Thursday, October 23, 2008

The Sweet Smell of Success (1957)



From the very first scene, The Sweet Smell of Success locks you into the exact date and location where the story inhabits, New York in the later part of the 1950's. This was a tough, dirty and un-gentrified New York. You are automatically thrown into the clogged streets to fend for yourself. This is a New York where men wore hats and women were dames. Everybody around you seemed to move with a dancer's strut and with just the turn of a phrase could cut you into pieces. 
The director, Alexander Mackendrick, channels the manic energy of The Big Apple and serves up a bitter dish of smoky bars, cigarette girls, and unscrupulous bottom feeders.The story revolves primarily around Sidney Falco, a hungry press agent, and J.J. Hunsecker, the columnist who can make or break careers. They are two desperate individuals; Sidney is desperate to get to where J.J. is, while Hunsecker is desperate to keep the power he already has. You have to give Tony Curtis and Burt Lancaster a lot of credit for being brave enough to play such unlikable roles, especially when their careers were built around their pretty-boy facades.
J.J. needs Sidney to pry his sister, Susie, away from the arms of Steve Dallas, a jazz guitarist. If this movie has any flaws it would have to be these characters. They aren't fully developed, and for a jazz guitarist Steve Dallas seems too white bread. Susie and Steve are mere plot devices, and I didn't much care for their story.
The real meat within the movie is the dynamic between Falco and Hunsecker. It has been written that there relationship has homoerotic overtones, but I disagree. Both men are attracted to power, but they are too narcissistic to ever really have any sincere feelings for any person. They are victims of their own greed and have become such good manipulators that they have started to believe the very lies that they tell people.

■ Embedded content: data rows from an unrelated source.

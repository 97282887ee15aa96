//! Turn-by-turn walking navigation.
//!
//! # Architecture
//!
//! ```text
//!                         ┌──────────────────────────────┐
//!  DirectionsService ───► │ NavigationSessionController  │ ───► MapCommand (route line, camera)
//!  (HTTP / static)        │   NavigationSession          │ ───► VoiceAnnouncer ───► SpeechSynthesizer
//!  FusedFix ────────────► │   (at most one)              │
//!                         └──────────────────────────────┘
//! ```
//!
//! # Components
//!
//! - [`route`] - `Route` and the Mapbox Directions wire format
//! - [`directions`] - `DirectionsService` trait, HTTP and static implementations
//! - [`voice`] - single-slot speech queue
//! - [`session`] - `NavigationSession` value and `SessionState`
//! - [`controller`] - session lifecycle, progress, step advancement, arrival

mod controller;
mod directions;
mod route;
mod session;
mod voice;

pub use controller::{NavigationSessionController, ProgressUpdate};
pub use directions::{DirectionsService, HttpDirectionsClient, StaticDirections};
pub use route::{Route, RouteStep};
pub use session::{NavigationSession, SessionState};
pub use voice::{SpeechSynthesizer, TracingSpeech, VoiceAnnouncer};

This movie is about the power of media. How a small number of people have a monopoly on how we get our information, and how people who relish power more than they care about the truth filter that information. This movie shines a light on the tarnished beauty of New York. Many come to this city looking for validation, but very few achieve their goals. We may not live in that New York anymore, but at least movie fans can sit back and enjoy the great on-location shots by James Wong Howe, Elmer Bernstein's rhythmic score, and the arsenic-laced dialogue.